Arresting Images - Mug Shot Aesthetics

So the weird thing is that when I started writing about how the Aesthetics Of Imperfection influence popular art I actually had no intention discussing 'art' at all, but rather how the banal, practical limitations placed on the production of purely functional things can engender in that functional thing a powerful, iconic aesthetic the rival of any cultural artefact produced with an artistic intent. The reason I was thinking about this subject was because I'd been digging the rogues gallery of celebrity mug shots at thesmokinggun.com, and generally thinking how cool they were, and what a strong visual presence they have. (But mainly: "oh, man! Look at Yasmin Bleeth! Cocaine possession? Wow. And check out Shia LaBeouf! 'ignored a security guard's demand to leave a drug store?' What the hell kind of crime is that?!")

The photographs above were taken, as you can read, in Cleveland Ohio, on November 3rd, 1970. The lady throwing a defiant radical fist in the air is movie actress and political activist Jane Fonda, who had been arrested for assaulting a police officer. The main thing about these shots is that Warhol himself couldn't have done any better. Some dumb Ohio cop with an instamatic blasts off a couple of ultra-cheapo black and white snaps, and produces an image packed with more drama, sex and history than any 60s mod artist could ever hope for. Hollywood-noir? The Dark Side Of Celebrity? Pop Art? You got it, and it's the real deal, not some double-thinking post-modern pose. Check out the Man In Black, pictured here on a drugs bust in El Paso Texas on October 4th, 1965:

In some ways I guess these images capture popular figures at their lowest ebb, unguarded, un-polished, un-airbrushed, the rock-bottemest of rock bottom, as real as these unreal people get, and in an age obsessed with The Celebrity Meltdown, these images resonate strongly. On the other hand, if the celebrity's persona fits, mug shots are potentially as legend-defining as any image of them could be, brimming with outlaw romance. The man whose most famous performances were held in maximum security prisons, the man who sang that he shot a man in Reno just to watch him die...could a criminal mug shot, especially a mug shot in which he looks impeccably bad-ass (that quiff! That suit!) be any more perfect? And Fonda's reputation ('Hanoi Jane!') as bone fide queen of radical chic could hardly be better served than it is by that steely stare and the defiant, fuck-you right-on fist. No posed glamour shot could ever say more than this image.

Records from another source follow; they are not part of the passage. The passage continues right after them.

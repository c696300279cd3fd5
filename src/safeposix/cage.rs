use crate::interface;
use crate::interface::{SysError, SysResult};

use super::net::SocketHandle;
use super::syscalls::fs_constants::*;

pub static CAGE_TABLE: interface::RustLazyGlobal<interface::RustHashMap<u64, interface::RustRfc<Cage>>> =
    interface::RustLazyGlobal::new(interface::new_hashmap);

// the parent link of a cage whose parent has exited
pub const ORPHANED: u64 = u64::MAX;

pub fn cagetable_getref(cageid: u64) -> Option<interface::RustRfc<Cage>> {
    CAGE_TABLE.get(&cageid).map(|cage| cage.clone())
}

pub fn cagetable_insert(cageid: u64, cage: interface::RustRfc<Cage>) {
    CAGE_TABLE.insert(cageid, cage);
}

pub fn cagetable_remove(cageid: u64) -> Option<interface::RustRfc<Cage>> {
    CAGE_TABLE.remove(&cageid).map(|(_, cage)| cage)
}

#[derive(Debug)]
pub enum FileDescriptor {
    File(FileDesc),
    Stream(StreamDesc),
    Socket(SocketDesc),
}

#[derive(Debug, Clone, Copy)]
pub struct FileDesc {
    pub position: usize,
    pub objid: usize,
}

// stream 0 is console input, 1 console output
#[derive(Debug, Clone, Copy)]
pub struct StreamDesc {
    pub stream: i32,
}

#[derive(Debug, Clone)]
pub struct SocketDesc {
    pub handle: interface::RustRfc<SocketHandle>,
}

pub type FdTable = Vec<interface::RustRfc<interface::RustLock<Option<FileDescriptor>>>>;

pub fn init_fdtable() -> FdTable {
    let fdtable: FdTable = (0..MAXOPENFILES)
        .map(|_| interface::RustRfc::new(interface::RustLock::new(None)))
        .collect();
    *fdtable[STDIN_FILENO as usize].write() = Some(FileDescriptor::Stream(StreamDesc {
        stream: STDIN_FILENO,
    }));
    *fdtable[STDOUT_FILENO as usize].write() = Some(FileDescriptor::Stream(StreamDesc {
        stream: STDOUT_FILENO,
    }));
    fdtable
}

/// How a cage ended, as seen by the cage that joins it.
#[derive(Debug, Clone, Copy, PartialEq, Eq)]
pub enum ExitStatus {
    Exited(i32),
    /// The program panicked instead of exiting.
    Abnormal,
}

/// Written once when a cage terminates; its parent's join waits on it.
#[derive(Debug, Default)]
pub struct ExitCell {
    status: interface::Mutex<Option<ExitStatus>>,
    posted: interface::Condvar,
}

impl ExitCell {
    pub fn new() -> ExitCell {
        ExitCell::default()
    }

    /// First post wins; returns whether this one did.
    pub fn post(&self, status: ExitStatus) -> bool {
        let mut slot = self.status.lock();
        if slot.is_some() {
            return false;
        }
        *slot = Some(status);
        drop(slot);
        self.posted.notify_all();
        true
    }

    pub fn wait(&self) -> ExitStatus {
        let mut slot = self.status.lock();
        loop {
            if let Some(status) = *slot {
                return status;
            }
            self.posted.wait(&mut slot);
        }
    }
}

/// Unwinds a program's thread out of `exit`; the loader recognizes it.
#[derive(Debug)]
pub struct ProcessExit(pub i32);

#[derive(Debug)]
pub struct Cage {
    pub cageid: u64,
    pub parent: interface::RustAtomicU64,
    pub filedescriptortable: FdTable,
    pub children: interface::RustHashMap<u64, interface::RustRfc<ExitCell>>,
    pub exitcell: interface::RustRfc<ExitCell>,
    pub errno: interface::RustAtomicI32,
    pub argv: Vec<String>,
}

impl Cage {
    pub fn new(cageid: u64, parent: u64, argv: Vec<String>) -> Cage {
        Cage {
            cageid: cageid,
            parent: interface::RustAtomicU64::new(parent),
            filedescriptortable: init_fdtable(),
            children: interface::new_hashmap(),
            exitcell: interface::RustRfc::new(ExitCell::new()),
            errno: interface::RustAtomicI32::new(0),
            argv: argv,
        }
    }

    pub fn get_parent(&self) -> Option<u64> {
        match self.parent.load(interface::RustAtomicOrdering::SeqCst) {
            ORPHANED => None,
            parent => Some(parent),
        }
    }

    /// Claims the lowest free handle at or above `startfd`. The slot stays
    /// write locked in the returned guard until the caller fills it.
    pub fn get_next_fd(
        &self,
        startfd: Option<i32>,
    ) -> SysResult<(i32, interface::RustLockWriteGuard<'_, Option<FileDescriptor>>)> {
        let start = startfd.unwrap_or(STARTINGFD).max(STARTINGFD);
        for fd in start..MAXOPENFILES {
            // a slot someone else holds locked is in use
            if let Some(guard) = self.filedescriptortable[fd as usize].try_write() {
                if guard.is_none() {
                    return Ok((fd, guard));
                }
            }
        }
        Err(SysError::TableFull)
    }

    pub fn get_filedescriptor(
        &self,
        fd: i32,
    ) -> SysResult<interface::RustRfc<interface::RustLock<Option<FileDescriptor>>>> {
        if fd < 0 || fd >= MAXOPENFILES {
            return Err(SysError::InvalidHandle);
        }
        Ok(self.filedescriptortable[fd as usize].clone())
    }

    /// Handles currently bound, consoles included.
    pub fn open_fds(&self) -> Vec<i32> {
        (0..MAXOPENFILES)
            .filter(|fd| self.filedescriptortable[*fd as usize].read().is_some())
            .collect()
    }

    /// Releases every descriptor, as termination does.
    pub fn drain_fdtable(&self) {
        for fd in 0..MAXOPENFILES {
            let taken = self.filedescriptortable[fd as usize].write().take();
            if let Some(desc) = taken {
                if let Err(e) = self._close_helper_inner(desc) {
                    log::warn!(target: "safedesc::sys", "cage {} fd {} release failed: {}", self.cageid, fd, e);
                }
            }
        }
    }

    /// Records `result` as this cage's last outcome and collapses it to the
    /// i32 boundary value.
    pub fn syscall_return(&self, result: SysResult<i32>, syscall: &str) -> i32 {
        match result {
            Ok(retval) => retval,
            Err(e) => {
                self.errno
                    .store(e.errno() as i32, interface::RustAtomicOrdering::SeqCst);
                interface::syscall_error(e, syscall, &format!("cage {}", self.cageid))
            }
        }
    }

    /// The failure kind behind the most recent -1 from a `*_syscall` method.
    pub fn last_errno(&self) -> interface::Errno {
        let value = self.errno.load(interface::RustAtomicOrdering::SeqCst);
        interface::Errno::from_discriminant(value).unwrap_or(interface::Errno::ESUCCESS)
    }
}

The dimensions of the image, the grainy black & white photography, the face-forward and side-on portraits, and the criminal record board combine to produce a unique look, a consistent, instantly recognisable visual aesthetic. The repetition of the image (albeit from different angles) is I think particularly visually satisfying, and I'm sure I won't be the first to see a parallel here with Warhol's screen print repetitions.

It is not inevitable that The Mug Shot will become the definitive image of a celebrity-criminal tabloid story; there is no internationally famous OJ Simpson mug shot, for instance. But where the mug shot and the story come together perfectly, the mug shot, a picture not taken by a member of the paparazzi or Annie Leibovitz, can come to define not just the particular incident it records, but an individual's entire career. Just ask this guy.

1 comment:

Benn Cordrey said...

Good find, Lowms. Ol' Blue Eyes Sinatra arrested in 1938 on account of 'carrying on' with a married lady...am I the first to link these precursory moral dalliances with his underworld connections later in life?